The Tax Cuts and Jobs Act (“TCJA”) amended IRC Sec. 1031 to limit its application to exchanges of real property for exchanges completed after December 31, 2017, subject to a transition rule for certain exchanges in which property had been transferred before January 1, 2018.

Although the TCJA removed personal and certain intangible property from eligibility for like-kind exchange treatment, the need to determine whether the relinquished real property and the replacement real property are of a like kind continues to exist after the changes to IRC Sec. 1031 made by the TCJA. Prior to enactment of the TCJA, neither the Code nor the Income Tax Regulations provided a definition of the term “real property” for purposes of IRC Sec. 1031. The Treasury Department and the IRS have determined that regulations providing guidance on whether property is real property under IRC Sec. 1031 are necessary because taxpayers need certainty regarding whether any part of the replacement property received in an exchange is non-like-kind property subject to the gain recognition rules of IRC Sec. 1031(b).

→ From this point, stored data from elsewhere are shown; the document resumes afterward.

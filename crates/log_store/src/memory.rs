//! In-memory log container

use std::cell::{Cell, RefCell};
use std::rc::Rc;

use contracts::{ContractError, LogSink, LogSource, Record, RecordStream};
use tracing::debug;

/// Source over records held in memory
#[derive(Debug, Clone)]
pub struct MemorySource {
    name: String,
    records: Vec<Record>,
}

impl MemorySource {
    /// Create a new MemorySource with the given name
    pub fn new(name: impl Into<String>, records: Vec<Record>) -> Self {
        Self {
            name: name.into(),
            records,
        }
    }

    pub fn len(&self) -> usize {
        self.records.len()
    }

    pub fn is_empty(&self) -> bool {
        self.records.is_empty()
    }
}

impl LogSource for MemorySource {
    fn name(&self) -> &str {
        &self.name
    }

    fn records(&self) -> Result<RecordStream<'_>, ContractError> {
        Ok(Box::new(self.records.iter().cloned().map(Ok)))
    }
}

/// Sink collecting records in memory
///
/// The collected records stay readable through a [`MemorySinkHandle`] after
/// the sink itself has been moved into a realigner.
#[derive(Debug)]
pub struct MemorySink {
    name: String,
    records: Rc<RefCell<Vec<Record>>>,
    closed: Rc<Cell<bool>>,
}

/// Read side of a [`MemorySink`]
#[derive(Debug, Clone)]
pub struct MemorySinkHandle {
    records: Rc<RefCell<Vec<Record>>>,
    closed: Rc<Cell<bool>>,
}

impl MemorySink {
    /// Create a new MemorySink with the given name
    pub fn new(name: impl Into<String>) -> Self {
        Self {
            name: name.into(),
            records: Rc::default(),
            closed: Rc::default(),
        }
    }

    pub fn handle(&self) -> MemorySinkHandle {
        MemorySinkHandle {
            records: Rc::clone(&self.records),
            closed: Rc::clone(&self.closed),
        }
    }

    /// Snapshot of the records written so far
    pub fn records(&self) -> Vec<Record> {
        self.records.borrow().clone()
    }

    pub fn is_closed(&self) -> bool {
        self.closed.get()
    }
}

impl MemorySinkHandle {
    /// Snapshot of the records written so far
    pub fn records(&self) -> Vec<Record> {
        self.records.borrow().clone()
    }

    pub fn len(&self) -> usize {
        self.records.borrow().len()
    }

    pub fn is_empty(&self) -> bool {
        self.records.borrow().is_empty()
    }

    pub fn is_closed(&self) -> bool {
        self.closed.get()
    }
}

impl LogSink for MemorySink {
    fn name(&self) -> &str {
        &self.name
    }

    fn write(&mut self, record: &Record) -> Result<(), ContractError> {
        if self.closed.get() {
            return Err(ContractError::SinkClosed {
                sink_name: self.name.clone(),
            });
        }
        self.records.borrow_mut().push(record.clone());
        Ok(())
    }

    fn flush(&mut self) -> Result<(), ContractError> {
        Ok(())
    }

    fn close(&mut self) -> Result<(), ContractError> {
        if !self.closed.replace(true) {
            debug!(sink = %self.name, records = self.records.borrow().len(), "Memory sink closed");
        }
        Ok(())
    }
}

Definition of Real Property

Various income tax regulations provide definitions of real property for purposes of applying Code sections other than IRC Sec. 1031, such as §1.263(a)-3(b) in the UNICAP regulations, §1.263A-8(c) in the interest expense capitalization regulations and §1.1250-1(e)(3) for purposes of determining depreciation or amortization recapture upon the disposition of certain property.

Although there are many similarities in the definition of “real property” in these Code sections and regulations, there are also differences that reflect the different purposes underlying those provisions. The legislative history to the TCJA provides that real property eligible for like-kind exchange treatment prior to the TCJA should continue to be eligible for like-kind exchange treatment.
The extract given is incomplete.